Segment Start: Exercise material

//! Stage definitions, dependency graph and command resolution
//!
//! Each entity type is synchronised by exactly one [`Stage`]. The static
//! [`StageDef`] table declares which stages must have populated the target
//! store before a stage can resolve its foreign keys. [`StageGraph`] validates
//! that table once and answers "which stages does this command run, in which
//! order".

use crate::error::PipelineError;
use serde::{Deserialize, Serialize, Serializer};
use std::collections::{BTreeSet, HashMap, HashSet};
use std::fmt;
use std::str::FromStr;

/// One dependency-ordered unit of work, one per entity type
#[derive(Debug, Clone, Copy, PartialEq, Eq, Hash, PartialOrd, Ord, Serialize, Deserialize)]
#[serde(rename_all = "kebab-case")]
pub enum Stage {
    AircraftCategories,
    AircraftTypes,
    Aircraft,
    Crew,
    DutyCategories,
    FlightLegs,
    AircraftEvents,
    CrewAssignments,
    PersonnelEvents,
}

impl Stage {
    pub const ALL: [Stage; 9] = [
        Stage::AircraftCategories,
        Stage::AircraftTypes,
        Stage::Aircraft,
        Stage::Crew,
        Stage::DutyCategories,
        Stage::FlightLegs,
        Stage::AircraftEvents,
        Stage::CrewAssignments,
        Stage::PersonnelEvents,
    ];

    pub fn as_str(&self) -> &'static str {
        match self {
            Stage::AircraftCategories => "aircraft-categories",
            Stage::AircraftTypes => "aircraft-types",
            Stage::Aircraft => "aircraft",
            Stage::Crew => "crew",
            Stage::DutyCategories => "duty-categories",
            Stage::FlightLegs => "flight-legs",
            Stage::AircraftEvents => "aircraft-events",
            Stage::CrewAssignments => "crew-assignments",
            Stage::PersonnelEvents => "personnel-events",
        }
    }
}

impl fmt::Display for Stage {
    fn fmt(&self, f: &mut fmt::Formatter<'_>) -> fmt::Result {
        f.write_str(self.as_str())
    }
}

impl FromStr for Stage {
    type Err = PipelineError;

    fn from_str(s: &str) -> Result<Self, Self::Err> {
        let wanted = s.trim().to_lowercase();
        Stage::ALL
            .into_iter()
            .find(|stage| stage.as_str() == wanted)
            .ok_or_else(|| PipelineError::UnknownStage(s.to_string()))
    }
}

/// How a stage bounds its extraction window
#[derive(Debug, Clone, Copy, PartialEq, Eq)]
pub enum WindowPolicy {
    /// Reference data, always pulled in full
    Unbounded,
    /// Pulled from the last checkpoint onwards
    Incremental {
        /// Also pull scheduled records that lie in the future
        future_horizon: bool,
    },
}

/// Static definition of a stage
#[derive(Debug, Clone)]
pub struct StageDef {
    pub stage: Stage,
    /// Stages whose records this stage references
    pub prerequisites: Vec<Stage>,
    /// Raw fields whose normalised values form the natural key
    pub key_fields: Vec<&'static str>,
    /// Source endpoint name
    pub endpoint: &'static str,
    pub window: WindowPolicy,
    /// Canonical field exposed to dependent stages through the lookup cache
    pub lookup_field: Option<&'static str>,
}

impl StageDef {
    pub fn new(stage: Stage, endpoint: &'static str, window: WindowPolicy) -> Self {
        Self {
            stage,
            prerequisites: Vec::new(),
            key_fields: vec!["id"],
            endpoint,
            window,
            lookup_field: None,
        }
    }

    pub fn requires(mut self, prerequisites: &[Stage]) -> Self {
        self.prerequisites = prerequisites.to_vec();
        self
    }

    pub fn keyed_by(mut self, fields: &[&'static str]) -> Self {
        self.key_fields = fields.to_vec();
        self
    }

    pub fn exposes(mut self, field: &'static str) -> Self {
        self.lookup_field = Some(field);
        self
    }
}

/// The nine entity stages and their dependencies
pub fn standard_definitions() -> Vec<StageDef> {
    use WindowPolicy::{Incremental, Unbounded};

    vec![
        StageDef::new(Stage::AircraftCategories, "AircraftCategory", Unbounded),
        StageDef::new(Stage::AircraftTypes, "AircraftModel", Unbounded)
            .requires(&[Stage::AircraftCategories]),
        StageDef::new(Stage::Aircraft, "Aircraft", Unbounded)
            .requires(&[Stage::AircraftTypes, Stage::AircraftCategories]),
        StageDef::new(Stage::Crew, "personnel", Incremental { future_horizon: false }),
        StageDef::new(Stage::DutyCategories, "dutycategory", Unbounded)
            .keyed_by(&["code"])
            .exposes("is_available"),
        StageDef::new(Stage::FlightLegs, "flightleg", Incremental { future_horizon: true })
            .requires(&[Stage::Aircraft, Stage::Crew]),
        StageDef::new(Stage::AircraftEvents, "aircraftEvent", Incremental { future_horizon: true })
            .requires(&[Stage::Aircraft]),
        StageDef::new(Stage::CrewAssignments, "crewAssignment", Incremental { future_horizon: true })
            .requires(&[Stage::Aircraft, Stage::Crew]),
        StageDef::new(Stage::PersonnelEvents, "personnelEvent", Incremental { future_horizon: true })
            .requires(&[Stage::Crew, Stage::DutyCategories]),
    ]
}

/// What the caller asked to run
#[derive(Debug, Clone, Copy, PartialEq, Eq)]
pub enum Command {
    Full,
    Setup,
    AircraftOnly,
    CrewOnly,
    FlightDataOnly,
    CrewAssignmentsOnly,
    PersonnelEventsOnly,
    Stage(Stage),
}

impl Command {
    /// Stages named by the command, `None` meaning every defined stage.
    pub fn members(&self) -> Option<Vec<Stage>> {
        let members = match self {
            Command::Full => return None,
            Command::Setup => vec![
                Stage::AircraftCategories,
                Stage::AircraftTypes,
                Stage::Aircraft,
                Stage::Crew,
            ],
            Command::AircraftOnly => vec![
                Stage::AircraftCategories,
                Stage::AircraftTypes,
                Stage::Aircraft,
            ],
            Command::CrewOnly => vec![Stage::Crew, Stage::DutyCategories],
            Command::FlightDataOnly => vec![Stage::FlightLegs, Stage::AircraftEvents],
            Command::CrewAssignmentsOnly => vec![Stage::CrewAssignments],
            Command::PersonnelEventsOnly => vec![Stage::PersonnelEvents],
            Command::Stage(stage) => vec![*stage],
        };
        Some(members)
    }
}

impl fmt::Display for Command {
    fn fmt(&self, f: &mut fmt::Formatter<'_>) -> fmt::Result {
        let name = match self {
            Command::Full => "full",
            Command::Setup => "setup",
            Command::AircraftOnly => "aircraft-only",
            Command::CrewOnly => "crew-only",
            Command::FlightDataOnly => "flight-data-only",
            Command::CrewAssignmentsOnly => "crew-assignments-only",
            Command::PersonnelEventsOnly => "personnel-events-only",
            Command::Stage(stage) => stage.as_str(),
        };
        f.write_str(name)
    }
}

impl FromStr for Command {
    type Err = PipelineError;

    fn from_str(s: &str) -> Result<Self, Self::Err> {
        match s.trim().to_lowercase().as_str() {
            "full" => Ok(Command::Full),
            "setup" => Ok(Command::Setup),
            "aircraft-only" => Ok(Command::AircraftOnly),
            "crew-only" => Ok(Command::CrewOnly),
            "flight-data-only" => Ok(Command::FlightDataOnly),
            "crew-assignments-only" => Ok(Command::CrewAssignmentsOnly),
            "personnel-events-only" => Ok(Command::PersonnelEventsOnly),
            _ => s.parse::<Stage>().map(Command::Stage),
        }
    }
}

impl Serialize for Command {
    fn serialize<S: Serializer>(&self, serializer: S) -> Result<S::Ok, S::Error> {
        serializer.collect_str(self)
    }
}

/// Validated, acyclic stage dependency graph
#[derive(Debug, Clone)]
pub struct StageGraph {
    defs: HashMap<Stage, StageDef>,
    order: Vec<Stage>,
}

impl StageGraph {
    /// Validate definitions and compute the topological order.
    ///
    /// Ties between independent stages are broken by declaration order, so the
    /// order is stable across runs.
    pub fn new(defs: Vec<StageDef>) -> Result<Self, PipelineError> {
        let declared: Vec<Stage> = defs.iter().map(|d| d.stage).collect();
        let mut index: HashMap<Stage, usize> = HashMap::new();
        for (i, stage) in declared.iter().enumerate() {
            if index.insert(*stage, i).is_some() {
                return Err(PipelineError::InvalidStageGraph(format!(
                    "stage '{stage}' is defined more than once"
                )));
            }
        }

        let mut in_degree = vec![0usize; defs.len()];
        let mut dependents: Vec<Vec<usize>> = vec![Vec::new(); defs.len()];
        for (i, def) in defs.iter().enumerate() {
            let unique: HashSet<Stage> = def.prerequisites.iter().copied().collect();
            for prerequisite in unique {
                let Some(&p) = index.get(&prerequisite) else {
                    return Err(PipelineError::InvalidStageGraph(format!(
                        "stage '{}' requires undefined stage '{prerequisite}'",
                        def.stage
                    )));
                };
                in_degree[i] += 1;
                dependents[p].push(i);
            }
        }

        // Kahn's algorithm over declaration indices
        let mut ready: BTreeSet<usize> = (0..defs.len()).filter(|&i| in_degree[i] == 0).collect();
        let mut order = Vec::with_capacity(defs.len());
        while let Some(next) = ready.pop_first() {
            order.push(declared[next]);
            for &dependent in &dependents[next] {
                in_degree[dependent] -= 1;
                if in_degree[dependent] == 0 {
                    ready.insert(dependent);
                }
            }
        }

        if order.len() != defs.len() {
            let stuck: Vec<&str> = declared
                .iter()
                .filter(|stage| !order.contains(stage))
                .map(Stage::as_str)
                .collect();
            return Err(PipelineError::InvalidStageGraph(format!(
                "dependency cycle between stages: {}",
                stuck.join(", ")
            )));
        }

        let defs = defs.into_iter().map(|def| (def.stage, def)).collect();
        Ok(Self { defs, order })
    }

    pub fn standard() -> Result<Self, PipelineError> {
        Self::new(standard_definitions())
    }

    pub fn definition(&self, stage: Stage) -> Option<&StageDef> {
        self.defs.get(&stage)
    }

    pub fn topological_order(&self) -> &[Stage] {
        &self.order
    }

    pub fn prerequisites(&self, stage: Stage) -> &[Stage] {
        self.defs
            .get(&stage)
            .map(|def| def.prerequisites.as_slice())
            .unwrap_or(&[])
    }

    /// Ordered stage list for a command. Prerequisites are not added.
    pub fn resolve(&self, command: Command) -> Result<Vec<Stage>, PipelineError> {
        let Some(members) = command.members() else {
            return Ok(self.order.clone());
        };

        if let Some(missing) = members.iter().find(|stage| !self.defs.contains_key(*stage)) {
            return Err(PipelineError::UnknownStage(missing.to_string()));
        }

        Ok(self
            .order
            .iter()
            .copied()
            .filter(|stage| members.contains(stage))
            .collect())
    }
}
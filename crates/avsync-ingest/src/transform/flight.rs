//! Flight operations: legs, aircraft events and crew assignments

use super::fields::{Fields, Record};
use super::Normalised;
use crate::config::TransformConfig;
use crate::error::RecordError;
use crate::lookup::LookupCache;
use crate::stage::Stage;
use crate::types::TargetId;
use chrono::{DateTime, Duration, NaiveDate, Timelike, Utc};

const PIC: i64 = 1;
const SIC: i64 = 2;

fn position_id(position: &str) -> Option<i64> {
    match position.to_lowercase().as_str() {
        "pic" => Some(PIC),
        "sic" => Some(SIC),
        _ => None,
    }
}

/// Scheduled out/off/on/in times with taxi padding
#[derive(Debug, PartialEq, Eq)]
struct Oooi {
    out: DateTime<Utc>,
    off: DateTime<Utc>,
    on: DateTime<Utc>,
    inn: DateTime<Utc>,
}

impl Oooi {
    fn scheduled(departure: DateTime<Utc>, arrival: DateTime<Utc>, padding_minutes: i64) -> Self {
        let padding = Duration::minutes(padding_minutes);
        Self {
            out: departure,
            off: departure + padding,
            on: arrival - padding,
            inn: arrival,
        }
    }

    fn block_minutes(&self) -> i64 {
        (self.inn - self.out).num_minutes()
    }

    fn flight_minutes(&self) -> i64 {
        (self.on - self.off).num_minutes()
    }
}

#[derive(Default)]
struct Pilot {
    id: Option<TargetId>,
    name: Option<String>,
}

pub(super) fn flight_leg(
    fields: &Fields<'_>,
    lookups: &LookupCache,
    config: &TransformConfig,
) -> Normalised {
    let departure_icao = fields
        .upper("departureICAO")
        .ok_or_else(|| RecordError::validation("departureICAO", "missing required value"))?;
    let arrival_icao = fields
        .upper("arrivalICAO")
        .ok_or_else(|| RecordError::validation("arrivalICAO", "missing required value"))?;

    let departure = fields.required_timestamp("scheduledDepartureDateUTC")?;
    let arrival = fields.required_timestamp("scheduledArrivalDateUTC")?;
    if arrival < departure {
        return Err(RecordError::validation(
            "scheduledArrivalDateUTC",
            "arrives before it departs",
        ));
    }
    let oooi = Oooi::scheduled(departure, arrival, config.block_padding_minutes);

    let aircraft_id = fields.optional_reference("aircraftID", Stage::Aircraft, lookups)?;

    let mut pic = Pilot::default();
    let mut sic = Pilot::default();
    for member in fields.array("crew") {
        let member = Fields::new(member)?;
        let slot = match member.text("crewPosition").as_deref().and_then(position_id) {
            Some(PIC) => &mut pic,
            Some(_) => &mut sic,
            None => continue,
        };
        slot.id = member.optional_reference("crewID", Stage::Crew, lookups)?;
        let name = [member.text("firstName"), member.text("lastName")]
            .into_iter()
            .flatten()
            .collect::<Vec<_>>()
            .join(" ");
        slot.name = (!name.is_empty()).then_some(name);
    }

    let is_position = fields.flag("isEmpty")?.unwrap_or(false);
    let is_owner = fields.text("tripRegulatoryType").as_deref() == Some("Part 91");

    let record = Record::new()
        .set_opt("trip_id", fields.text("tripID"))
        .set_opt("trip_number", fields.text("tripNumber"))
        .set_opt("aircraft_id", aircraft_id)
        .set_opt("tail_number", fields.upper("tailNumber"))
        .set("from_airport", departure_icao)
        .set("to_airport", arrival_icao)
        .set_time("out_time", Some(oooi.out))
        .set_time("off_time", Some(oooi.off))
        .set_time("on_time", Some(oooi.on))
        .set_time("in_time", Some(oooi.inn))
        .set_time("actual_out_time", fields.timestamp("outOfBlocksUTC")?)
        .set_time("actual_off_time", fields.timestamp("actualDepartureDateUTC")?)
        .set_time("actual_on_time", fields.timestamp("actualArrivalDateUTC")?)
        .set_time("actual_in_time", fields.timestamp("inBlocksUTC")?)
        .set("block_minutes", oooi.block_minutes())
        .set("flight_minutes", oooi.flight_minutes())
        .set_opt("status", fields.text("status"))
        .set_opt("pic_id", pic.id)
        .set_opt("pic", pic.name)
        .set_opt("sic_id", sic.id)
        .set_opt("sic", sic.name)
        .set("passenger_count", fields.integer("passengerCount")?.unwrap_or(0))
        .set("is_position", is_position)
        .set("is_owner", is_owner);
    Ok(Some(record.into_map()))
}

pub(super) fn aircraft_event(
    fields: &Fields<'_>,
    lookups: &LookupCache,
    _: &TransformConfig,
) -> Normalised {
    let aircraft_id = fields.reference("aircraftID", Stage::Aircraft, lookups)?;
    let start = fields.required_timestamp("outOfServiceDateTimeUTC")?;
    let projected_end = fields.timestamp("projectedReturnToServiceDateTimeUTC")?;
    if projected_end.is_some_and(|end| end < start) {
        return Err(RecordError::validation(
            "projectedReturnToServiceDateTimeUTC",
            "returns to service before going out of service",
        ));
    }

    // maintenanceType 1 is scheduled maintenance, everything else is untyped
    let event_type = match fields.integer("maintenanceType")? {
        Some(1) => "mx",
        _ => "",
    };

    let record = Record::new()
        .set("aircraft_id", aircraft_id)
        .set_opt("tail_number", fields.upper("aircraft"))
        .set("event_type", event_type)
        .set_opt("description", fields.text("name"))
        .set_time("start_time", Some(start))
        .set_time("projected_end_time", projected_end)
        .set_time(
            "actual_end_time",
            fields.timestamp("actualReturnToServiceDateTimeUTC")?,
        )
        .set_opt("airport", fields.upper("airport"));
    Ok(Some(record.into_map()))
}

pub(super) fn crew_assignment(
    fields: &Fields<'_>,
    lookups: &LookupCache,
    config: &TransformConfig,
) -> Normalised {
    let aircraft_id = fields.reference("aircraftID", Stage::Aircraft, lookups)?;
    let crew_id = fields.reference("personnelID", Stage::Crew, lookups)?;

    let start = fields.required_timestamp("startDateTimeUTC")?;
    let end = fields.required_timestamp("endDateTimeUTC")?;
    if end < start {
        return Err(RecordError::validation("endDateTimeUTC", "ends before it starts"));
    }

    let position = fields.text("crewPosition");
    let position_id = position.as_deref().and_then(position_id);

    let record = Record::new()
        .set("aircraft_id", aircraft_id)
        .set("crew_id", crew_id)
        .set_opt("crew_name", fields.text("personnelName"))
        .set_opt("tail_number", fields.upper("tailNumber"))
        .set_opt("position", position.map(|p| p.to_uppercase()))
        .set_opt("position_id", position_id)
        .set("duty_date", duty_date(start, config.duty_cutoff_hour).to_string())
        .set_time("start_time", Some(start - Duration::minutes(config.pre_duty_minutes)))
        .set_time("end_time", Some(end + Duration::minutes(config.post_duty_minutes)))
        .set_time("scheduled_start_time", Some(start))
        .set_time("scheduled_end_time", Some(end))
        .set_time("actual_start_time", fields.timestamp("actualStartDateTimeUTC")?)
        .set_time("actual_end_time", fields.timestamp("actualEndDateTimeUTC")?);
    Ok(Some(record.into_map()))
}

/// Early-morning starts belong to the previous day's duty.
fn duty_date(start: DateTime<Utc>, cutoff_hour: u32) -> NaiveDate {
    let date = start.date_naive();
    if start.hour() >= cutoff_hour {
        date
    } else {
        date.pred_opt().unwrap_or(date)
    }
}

Segment End: Exercise material

▶ About this task
Return a copy of each line in the entries that contains "FlightLegs".

▶ Answer section
    FlightLegs,
        Stage::FlightLegs,
            Stage::FlightLegs => "flight-legs",
        StageDef::new(Stage::FlightLegs, "flightleg", Incremental { future_horizon: true })
            Command::FlightDataOnly => vec![Stage::FlightLegs, Stage::AircraftEvents],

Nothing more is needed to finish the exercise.